Bulan Teaterikal Kemiskinan dan Muhsinin
Tentu kita masih ingat insiden zakat Pasuruan yang menewaskan 21 orang, karena hanya untuk mendapatkan uang senilai Rp. 30.000. Tentu sangat ironis sekali, sedemikian banyak nyawa harus melayang demi sejumlah uang yang tidak cukup dimakan satu bulan. Tidak hanya di Pasuruan, insiden semacam ini sudah sedemikian banyak terjadi pada saat bulan Ramadan.
Bulan Ramadan bagi orang-orang kaya, barangkali merupakan bulan panen uang, sehingga mereka secara latah menjadi muhsinin yang senang bagi-bagi shadaqah, zakat, dan bantuan secara terbuka. Di rumah-rumah orang-orang kaya dibuat semacam ada pohon rezeki yang boleh dipetik oleh orang-orang miskin dengan mengorbankan nyawa dan kesehatan.
Di sini sangat kentara tindakan sandiwara yang dilakukan, jika acara bagi-bagi tersebut tidak memberikan jaminan keselamatan dan keamanan terhadap kaum miskin yang mengantri. Terlebih, jika itu dilakukan dengan motivasi popularitas.
Sehingga tidak salah, jika pada saat orang-orang kaya bersandiwara dengan segala kekayaannya dengan berderma, kaum menengah ke bawah, juga berusaha memiskinkan diri semiskin-miskinnya, untuk mendapatkan zakat dan shadaqah dari para dermawan dadakan.
Jadi ada semacam mata rantai yang begitu rapi dan kuat antara politik, kapitalisme, kaum dermawan, dan orang-orang miskin yang memiskinkan diri.

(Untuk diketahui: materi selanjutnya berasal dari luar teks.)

//! Line-oriented TCP gateway that feeds chat events into the relay.
//!
//! Whatever bridges the chat platform connects here and writes one JSON
//! [`ChatEvent`] per line. Every line gets exactly one status line back:
//!
//! ```text
//! 299 speech-relay ready          greeting
//! 200 OK                          message / voice state accepted
//! 210 <reply>                     command succeeded
//! 410 <reply>                     command refused
//! 400 <error>                     line did not parse
//! 451 <error>                     event could not be queued
//! 231 BYE                         after QUIT
//! ```
//!
//! Commands are handled inline, so their replies come back in order.
//! Messages and voice-state updates are acknowledged with `200 OK` as soon as
//! they parse and then handed to a per-connection worker, which processes
//! them in arrival order without holding up the next line.

use crate::chat::ChatEvent;
use crate::relay::{EventOutcome, RelayController};
use std::sync::Arc;
use tokio::io::{AsyncBufReadExt, AsyncWriteExt, BufReader};
use tokio::net::{TcpListener, TcpStream};
use tokio::sync::mpsc;
use tracing::{debug, error, info, warn};

pub async fn start_server(addr: &str, controller: Arc<RelayController>) -> std::io::Result<()> {
    let listener = TcpListener::bind(addr).await?;
    info!("Event gateway listening on {}", addr);
    serve(listener, controller).await;
    Ok(())
}

pub async fn serve(listener: TcpListener, controller: Arc<RelayController>) {
    loop {
        match listener.accept().await {
            Ok((socket, peer)) => {
                debug!(%peer, "Gateway connection");
                let controller = controller.clone();
                tokio::spawn(async move {
                    if let Err(e) = handle_connection(socket, controller).await {
                        warn!(%peer, "Gateway connection error: {}", e);
                    }
                });
            }
            Err(e) => error!("Gateway accept error: {}", e),
        }
    }
}

async fn handle_connection(
    mut socket: TcpStream,
    controller: Arc<RelayController>,
) -> std::io::Result<()> {
    let (reader, mut writer) = socket.split();
    let mut reader = BufReader::new(reader);
    let mut line = String::new();

    // Dropping the sender on return lets the worker finish what is queued.
    let (events, mut pending) = mpsc::unbounded_channel::<ChatEvent>();
    let worker = controller.clone();
    tokio::spawn(async move {
        while let Some(event) = pending.recv().await {
            worker.handle_event(event).await;
        }
    });

    writer.write_all(b"299 speech-relay ready\r\n").await?;

    loop {
        line.clear();
        if reader.read_line(&mut line).await? == 0 {
            break; // EOF
        }

        let trimmed = line.trim();
        if trimmed.is_empty() {
            continue;
        }
        if trimmed.eq_ignore_ascii_case("QUIT") {
            writer.write_all(b"231 BYE\r\n").await?;
            return Ok(());
        }

        let status = match serde_json::from_str::<ChatEvent>(trimmed) {
            Ok(event @ ChatEvent::Command(_)) => match controller.handle_event(event).await {
                EventOutcome::Handled => "200 OK".to_string(),
                EventOutcome::Reply(text) => format!("210 {}", text),
                EventOutcome::Rejected(text) => format!("410 {}", text),
            },
            Ok(event) => match events.send(event) {
                Ok(()) => "200 OK".to_string(),
                Err(_) => {
                    error!("Gateway event worker is gone");
                    "451 event worker unavailable".to_string()
                }
            },
            Err(e) => format!("400 {}", e),
        };

        writer.write_all(status.as_bytes()).await?;
        writer.write_all(b"\r\n").await?;
    }
    Ok(())
}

Keempat unsur ini bersinergi untuk menciptakan konsep teaterikal yang bagus dalam bulan Ramadan.
Tujuan Ramadan
Kenyataan ini menunjukkan, sandiwara dan kepura-puraan berlangsung sedemikian sistemik—meminjam bahasa politik. Sehingga tidak ada cara lain, kecuali kembali tulus ikhlas merencanakan tujuan diberkahkannya bulan suci Ramadan.
Yaitu tujuan membangun spirit beragama yang baik dan sikap bersosial yang pantas. Sehingga Ramadan benar-benar melahirkan jiwa muttaqin dengan keseimbangan hablun minallah dan hablun minannas. Setidaknya, walaupun tidak menjadikan manusia imitasi malaikat, tetapi kita memiliki kehati-hatian dari sikap membangkang terhadap aturan-aturan.
Dengan demikian, barangkali percakapan Ubay dan Umar tentang takwa yang dilukiskan dengan tamsil berhati-hati dan memindahkan duri sebelum melangkah, bisa diaplikasikan dalam keseharian kita. Tentu dengan ketulusan, serta jauh dari teaterikal dan sandiwara.
Semoga kita menjadi golongan bertakwa yang mendapatkan kemenangan (QS. An-Naba’: 31), sejak bulan ini dan seterusnya. Amien ya Rabbal alamien. Wallahu a’lam bis shawab.